* Task instructions:
Among the lines of the records below, count those with the word "reference". Reply with that number alone.

* Data shown:
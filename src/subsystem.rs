//! Subsystem registries and dispatch.
//!
//! A [`Subsystem`] is a named, versioned extension point owning an ordered
//! registry of [`Module`]s and an optional **active** selection. Subsystems
//! are fixed at compile time - [`Subsystem::new`] is `const` so each one is a
//! plain `static` living for the process lifetime.
//!
//! Two dispatch shapes are exposed per subsystem:
//!
//! - **routed** ([`Subsystem::route`]): forwarded to the active module only;
//!   an absent active module or absent hook is a defined no-op, not an error.
//! - **broadcast** ([`Subsystem::broadcast`]): forwarded to every registered
//!   module in registration order, skipping modules without the hook.

use std::sync::{ RwLock, RwLockReadGuard, RwLockWriteGuard, PoisonError };

use libloading::Library ;
use thiserror::Error ;

use crate::module::{ Module, ModuleHandle };
use crate::slot_list::SlotList ;



/// Errors returned by registration and staging.
///
/// All of these are local and recoverable: callers skip the module and
/// continue.
#[derive( Error, Debug, PartialEq, Eq )]
pub enum RegistryError {
    /// The handle does not refer to a module declared on this subsystem.
    #[error( "Invalid Argument" )] InvalidArgument,
    /// The module is already linked into the registry. Logged and rejected,
    /// never silently ignored.
    #[error( "Already Registered: {0}" )] AlreadyRegistered( String ),
    /// The loader session already holds an unresolved staged registration.
    #[error( "Session Unavailable" )] SessionUnavailable,
}

/// Module list plus active selection, guarded by the subsystem's lock.
struct Registry<Api> {
    modules: SlotList<Module<Api>>,
    active: Option<ModuleHandle>,
}

impl<Api> Registry<Api> {

    /// Shared sanity checks for direct registration and loader staging.
    fn check_registrable( &self, handle: ModuleHandle ) -> Result<(), RegistryError> {
        if !self.modules.contains( handle.0 ) {
            return Err( RegistryError::InvalidArgument );
        }
        if !self.modules.is_detached( handle.0 ) {
            let name = self.modules.get( handle.0 ).map_or_else( String::new, | module | module.name().to_string() );
            log::warn!( "module {name} was already registered" );
            return Err( RegistryError::AlreadyRegistered( name ));
        }
        Ok(())
    }

}

/// A named, versioned extension point with a registry of modules.
///
/// # Type Parameters
/// - `Api`: the subsystem's capability table type shared by all its modules.
pub struct Subsystem<Api> {
    name: &'static str,
    description: &'static str,
    version: u32,
    registry: RwLock<Registry<Api>>,
}

impl<Api> Subsystem<Api> {

    /// Declares a subsystem: its lock, empty module list, and absent active
    /// reference. `const`, so subsystems are `static` records.
    #[must_use]
    pub const fn new( name: &'static str, description: &'static str, version: u32 ) -> Self {
        Self {
            name,
            description,
            version,
            registry: RwLock::new( Registry { modules: SlotList::new(), active: None }),
        }
    }

    /// Subsystem name.
    #[inline] #[must_use] pub fn name( &self ) -> &str { self.name }

    /// Human-readable description.
    #[inline] #[must_use] pub fn description( &self ) -> &str { self.description }

    /// Subsystem contract version.
    #[inline] #[must_use] pub fn version( &self ) -> u32 { self.version }

    // Write sections either fully link a node or leave the registry
    // untouched, so a lock poisoned by a panicking visitor still guards
    // consistent state and can be recovered.
    fn read_registry( &self ) -> RwLockReadGuard<'_, Registry<Api>> {
        self.registry.read().unwrap_or_else( PoisonError::into_inner )
    }

    fn write_registry( &self ) -> RwLockWriteGuard<'_, Registry<Api>> {
        self.registry.write().unwrap_or_else( PoisonError::into_inner )
    }

    /// Adds a module record to the registry arena in the detached state.
    ///
    /// Declaration does not register: pass the returned handle to
    /// [`Registrar::register`]( crate::Registrar::register ).
    pub fn declare( &self, module: Module<Api> ) -> ModuleHandle {
        ModuleHandle( self.write_registry().modules.alloc( module ))
    }

    /// Direct-link registration, used when no loader session is open (e.g.
    /// build-time linked modules registering at startup).
    ///
    /// Appends the module at the tail of the registry and leaves the active
    /// reference untouched.
    ///
    /// # Errors
    /// [`RegistryError::InvalidArgument`] for a stale or foreign handle;
    /// [`RegistryError::AlreadyRegistered`] if the module is already linked.
    pub fn register( &self, handle: ModuleHandle ) -> Result<(), RegistryError> {
        let mut registry = self.write_registry();
        registry.check_registrable( handle )?;
        registry.modules.push_back( handle.0 );
        Ok(())
    }

    /// Sanity checks for the loader-mediated top half - identical to the
    /// checks [`Subsystem::register`] performs, without linking anything.
    pub(crate) fn check_registrable( &self, handle: ModuleHandle ) -> Result<(), RegistryError> {
        self.read_registry().check_registrable( handle )
    }

    /// Name of a declared (not necessarily registered) module, for
    /// diagnostics.
    pub(crate) fn declared_name( &self, handle: ModuleHandle ) -> Option<String> {
        self.read_registry().modules.get( handle.0 ).map(| module | module.name().to_string() )
    }

    /// Loader bottom half: links a previously staged module.
    ///
    /// Stores the shared-object keep-alive into the module, appends it at the
    /// tail and, when `make_active` is requested, elects it the active
    /// implementation (last writer wins). The registration sanity checks run
    /// again under the write lock: a module that was linked through the
    /// direct path while its stage was pending is rejected here rather than
    /// linked a second time.
    pub(crate) fn commit_staged(
        &self,
        handle: ModuleHandle,
        library: Option<Library>,
        make_active: bool,
    ) -> Result<(), RegistryError> {
        let mut registry = self.write_registry();
        registry.check_registrable( handle )?;
        let module = registry.modules.get_mut( handle.0 ).ok_or( RegistryError::InvalidArgument )?;
        module.attach_library( library );
        registry.modules.push_back( handle.0 );
        if make_active {
            registry.active = Some( handle );
        }
        Ok(())
    }

    /// Calls `f` with the active module, or returns `None` when no module
    /// has been elected.
    pub fn with_active<R>( &self, f: impl FnOnce( &Module<Api> ) -> R ) -> Option<R> {
        let registry = self.read_registry();
        let active = registry.active?;
        registry.modules.get( active.0 ).map( f )
    }

    /// Name of the active module, if one has been elected.
    #[must_use]
    pub fn active_name( &self ) -> Option<String> {
        self.with_active(| module | module.name().to_string() )
    }

    /// Visits every registered module in registration order.
    pub fn for_each( &self, mut visitor: impl FnMut( &Module<Api> )) {
        let registry = self.read_registry();
        for ( _, module ) in registry.modules.iter() {
            visitor( module );
        }
    }

    /// Routed dispatch: forwards to the active module only.
    ///
    /// `call` returns `None` when the module does not implement the hook;
    /// that and an absent active module both yield the no-op `None`.
    pub fn route<R>( &self, call: impl FnOnce( &Module<Api> ) -> Option<R> ) -> Option<R> {
        let registry = self.read_registry();
        let active = registry.active?;
        let module = registry.modules.get( active.0 )?;
        call( module )
    }

    /// Broadcast dispatch: forwards to every registered module in
    /// registration order, skipping modules whose `call` returns `None`.
    ///
    /// Results are not aggregated; the last invoked module's result is
    /// returned.
    pub fn broadcast<R>( &self, mut call: impl FnMut( &Module<Api> ) -> Option<R> ) -> Option<R> {
        let registry = self.read_registry();
        let mut last = None ;
        for ( _, module ) in registry.modules.iter() {
            if let Some( result ) = call( module ) {
                last = Some( result );
            }
        }
        last
    }

    /// Broadcasts every registered module's `init` hook, in registration
    /// order. Modules without one are skipped.
    pub fn initialize( &self ) {
        let registry = self.read_registry();
        for ( _, module ) in registry.modules.iter() {
            if let Some( hook ) = module.init_hook() {
                hook();
            }
        }
    }

    /// Broadcasts every registered module's `term` hook, in registration
    /// order. Modules without one are skipped.
    pub fn terminate( &self ) {
        let registry = self.read_registry();
        for ( _, module ) in registry.modules.iter() {
            if let Some( hook ) = module.term_hook() {
                hook();
            }
        }
    }

    /// Number of registered (linked) modules.
    #[must_use]
    pub fn len( &self ) -> usize {
        self.read_registry().modules.len()
    }

    /// Whether no module has registered yet.
    #[must_use]
    pub fn is_empty( &self ) -> bool {
        self.read_registry().modules.is_empty()
    }

    /// Registered module names, in registration order.
    #[must_use]
    pub fn module_names( &self ) -> Vec<String> {
        let registry = self.read_registry();
        registry.modules.iter().map(|( _, module )| module.name().to_string() ).collect()
    }

}

impl<Api> std::fmt::Debug for Subsystem<Api> {
    fn fmt( &self, f: &mut std::fmt::Formatter<'_> ) -> std::fmt::Result {
        f.debug_struct( "Subsystem" )
            .field( "name", &self.name )
            .field( "description", &self.description )
            .field( "version", &self.version )
            .finish_non_exhaustive()
    }
}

* Result for this task:
2